It would have been difficult to say whether at this the King looked more foolish or more relieved. Whichever the sentiment he entertained, however, it was quickly cut short by a lamentable cry that drove the blood from our cheeks. La Trape was in another paroxysm. "Oh, the poor man!" Henry cried.
"I suppose that the cat came in unseen," I said; "with him last night, and then stayed in the room?"
"Doubtless."
"And was seized with a paroxysm here?"
"Such as he has now!" Henry answered; for La Trape had fallen to the floor. "Such as he has now!" he repeated, his eyes flaming, his face pale. "Oh, my friend, this is too much. Those who do these things are devils, not men. Where is Du Laurens? Where is the doctor? He will perish before our eyes."
"Patience, sire," I said. "He will come."
"But in the meantime the man dies."
"No, no," I said, going to La Trape, and touching his hand. "Yet, he is very cold." And turning, I sent the page to hasten the doctor. Then I begged the King to allow me to have the man conveyed into another room.
"His sufferings distress you, sire, and you do him no good," I said.
"No, he shall not go!" he answered. "Ventre Saint Gris! man, he is dying for me! He is dying in my place. He shall die here."
Still ill satisfied, I was about to press him farther, when La Trape raised his voice, and feebly asked for me. A page who had taken the other's place was supporting his head, and two or three of my gentlemen, who had come in unbidden, were looking on with scared faces.
I went to the poor fellow's side, and asked what I could do for him.
"I am dying!" he muttered, turning up his eyes. "The doctor! the doctor!"
I feared that he was pa.s.sing, but I bade him have courage. "In a moment he will be here," I said; while the King in distraction sent messenger on messenger.
"He will come too late," the sinking man answered. "Excellency?"
"Yes, my good fellow," I said, stooping that I might hear him the better.
"I took ten pistoles yesterday from a man to get him a scullion's place; and there is none vacant."
"It is forgiven," I said, to soothe him.
"And your excellency's favourite hound, Diane," he gasped. "She had three puppies, not two. I sold the other."
"Well, it is forgiven, my friend. It is forgiven. Be easy," I said kindly.

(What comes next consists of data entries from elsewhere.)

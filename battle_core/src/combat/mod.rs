//! Combat orchestration - drives one battle to a terminal outcome
//!
//! Each turn runs in a fixed order:
//! 1. Status phase (protagonist, then opponent)
//! 2. Protagonist weapons
//! 3. Opponent actions
//!
//! with an end check after every phase.

mod enemy_phase;
mod generate;
mod log;
mod player_phase;
mod rewards;

pub use generate::{generate_enemy, sparring_enemy, GenerateOptions};
pub use log::{CombatLog, CombatLogEntry, LogCategory};
pub use rewards::{calculate_exp_reward, calculate_next_level_exp};

use crate::status::{process_status_effects, StatusCatalog, StatusTick};
use crate::unit::{CombatUnit, Enemy, Player, Side};
use bestiary_core::ActionCategory;
use gear_core::{calculate_synergy, SynergyBonus};
use rand::{Rng, SeedableRng};
use rand_chacha::ChaCha8Rng;
use serde::Serialize;

/// How a finished battle ended
#[derive(Debug, Clone, Copy, PartialEq, Eq, Serialize)]
#[serde(rename_all = "snake_case")]
pub enum BattleOutcome {
    PlayerVictory,
    PlayerDefeat,
}

#[derive(Debug, Clone, Copy, PartialEq, Eq, Serialize)]
#[serde(rename_all = "snake_case")]
pub enum BattleState {
    Ongoing,
    Finished(BattleOutcome),
}

/// One encounter between the protagonist and a single opponent
///
/// The protagonist is borrowed for the battle; HP and effects are mutated
/// in place. The opponent is owned and can be taken back with `into_enemy`.
pub struct Battle<'a, R: Rng = ChaCha8Rng> {
    catalog: &'a StatusCatalog,
    player: &'a mut Player,
    enemy: Enemy,
    synergy: SynergyBonus,
    turn: u32,
    state: BattleState,
    log: CombatLog,
    rng: R,
}

impl<'a> Battle<'a, ChaCha8Rng> {
    /// Start a battle with a seeded RNG (same seed, same battle)
    pub fn new(catalog: &'a StatusCatalog, player: &'a mut Player, enemy: Enemy, seed: u64) -> Self {
        Self::with_rng(catalog, player, enemy, ChaCha8Rng::seed_from_u64(seed))
    }
}

impl<'a, R: Rng> Battle<'a, R> {
    pub fn with_rng(catalog: &'a StatusCatalog, player: &'a mut Player, enemy: Enemy, rng: R) -> Self {
        let synergy = calculate_synergy(player.weapons());
        let mut battle = Battle {
            catalog,
            player,
            enemy,
            synergy,
            turn: 0,
            state: BattleState::Ongoing,
            log: CombatLog::new(),
            rng,
        };

        let intro = format!(
            "{} (Lv {}) engages {} ({} Lv {})",
            battle.player.unit.name,
            battle.player.level,
            battle.enemy.unit.name,
            battle.enemy.tier,
            battle.enemy.level
        );
        battle.log(LogCategory::System, None, None, intro);
        for (tag, count) in battle.synergy.active.clone() {
            let line = format!("Synergy active: {:?} x{}", tag, count);
            battle.log(LogCategory::System, Some(Side::Player), None, line);
        }
        battle
    }

    /// Advance one full turn; does nothing once the battle is over
    pub fn execute_turn(&mut self) {
        if self.is_game_over() {
            return;
        }

        self.turn += 1;
        let header = format!("--- Turn {} ---", self.turn);
        self.log(LogCategory::Turn, None, None, header);

        self.status_phase();
        if self.check_end() {
            return;
        }

        self.player_phase();
        if self.check_end() {
            return;
        }

        self.enemy_phase();
        self.check_end();
    }

    /// Loop `execute_turn` until the battle ends or `max_turns` is reached
    pub fn run_to_completion(&mut self, max_turns: u32) -> Option<BattleOutcome> {
        while !self.is_game_over() && self.turn < max_turns {
            self.execute_turn();
        }
        self.outcome()
    }

    pub fn is_game_over(&self) -> bool {
        matches!(self.state, BattleState::Finished(_))
    }

    pub fn is_player_victory(&self) -> bool {
        self.state == BattleState::Finished(BattleOutcome::PlayerVictory)
    }

    pub fn outcome(&self) -> Option<BattleOutcome> {
        match self.state {
            BattleState::Finished(outcome) => Some(outcome),
            BattleState::Ongoing => None,
        }
    }

    pub fn state(&self) -> BattleState {
        self.state
    }

    pub fn turn(&self) -> u32 {
        self.turn
    }

    pub fn combat_log(&self) -> &CombatLog {
        &self.log
    }

    pub fn player(&self) -> &Player {
        &*self.player
    }

    pub fn enemy(&self) -> &Enemy {
        &self.enemy
    }

    pub fn synergy(&self) -> &SynergyBonus {
        &self.synergy
    }

    /// Exp for winning this battle (0 until the protagonist has won)
    pub fn exp_reward(&self) -> u64 {
        if self.is_player_victory() {
            calculate_exp_reward(self.enemy.level, self.enemy.tier)
        } else {
            0
        }
    }

    /// End the battle and hand back the opponent
    pub fn into_enemy(self) -> Enemy {
        self.enemy
    }

    fn log(
        &mut self,
        category: LogCategory,
        actor: Option<Side>,
        action: Option<ActionCategory>,
        message: impl Into<String>,
    ) {
        self.log.push(self.turn, category, actor, action, message);
    }

    fn unit(&self, side: Side) -> &CombatUnit {
        match side {
            Side::Player => &self.player.unit,
            Side::Enemy => &self.enemy.unit,
        }
    }

    fn unit_mut(&mut self, side: Side) -> &mut CombatUnit {
        match side {
            Side::Player => &mut self.player.unit,
            Side::Enemy => &mut self.enemy.unit,
        }
    }

    fn status_phase(&mut self) {
        for side in [Side::Player, Side::Enemy] {
            let ticks = process_status_effects(self.catalog, self.unit_mut(side));
            for tick in ticks {
                self.log_tick(side, &tick);
            }
        }
    }

    fn log_tick(&mut self, side: Side, tick: &StatusTick) {
        let name = self.unit(side).name.clone();

        if tick.damage > 0 {
            let line = format!("{} takes {} damage from {}", name, tick.damage, tick.status);
            self.log(LogCategory::Damage, Some(side), None, line);
        }

        if let Some(receiver) = tick.heal_to {
            let healed = self.unit_mut(receiver).heal(tick.heal);
            if healed > 0 {
                let line = format!(
                    "{} drains {} HP through {}",
                    self.unit(receiver).name,
                    healed,
                    tick.status
                );
                self.log(LogCategory::Heal, Some(receiver), None, line);
            }
        }

        if tick.expired {
            let is_control = self
                .catalog
                .get(tick.status)
                .is_some_and(|def| def.is_control());
            if is_control {
                let line = format!("{} is no longer affected by {}", name, tick.status);
                self.log(LogCategory::Control, Some(side), None, line);
            } else {
                let line = format!("{}'s {} wore off", name, tick.status);
                self.log(LogCategory::Status, Some(side), None, line);
            }
        }
    }

    /// Record the terminal state if either side is down; defeat is checked first
    fn check_end(&mut self) -> bool {
        if self.is_game_over() {
            return true;
        }

        let outcome = if !self.player.unit.is_alive() {
            BattleOutcome::PlayerDefeat
        } else if !self.enemy.unit.is_alive() {
            BattleOutcome::PlayerVictory
        } else {
            return false;
        };

        self.state = BattleState::Finished(outcome);
        let line = match outcome {
            BattleOutcome::PlayerVictory => format!("{} is defeated. Victory!", self.enemy.unit.name),
            BattleOutcome::PlayerDefeat => format!("{} has fallen. Defeat.", self.player.unit.name),
        };
        tracing::info!(turn = self.turn, ?outcome, "battle finished");
        self.log(LogCategory::Outcome, None, None, line);
        true
    }
}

"Ah, I have been a villain," he groaned. "I have lived loosely. Only last night I kissed the butler's wench, and--"
"Be easy, be easy," I said. "Here is the doctor. He will save you yet."
And I made way for M. Du Laurens, who, having saluted the King, knelt down by the sick man, and felt his pulse; while we all stood round, looking down on the two with grave faces. It seemed to me that the man's eyes were growing dim, and I had little hope. The King was the first to break the silence. "You have hope?" he said. "You can save him?"
"Pardon, sire, a moment," the physician answered, rising from his knees. "Where is the cat?"
Someone brought it, and M. Du Laurens, after looking at it, said curtly, "It has been poisoned."
La Trape uttered a groan of despair. "At what hour did it take the milk?" the physician asked.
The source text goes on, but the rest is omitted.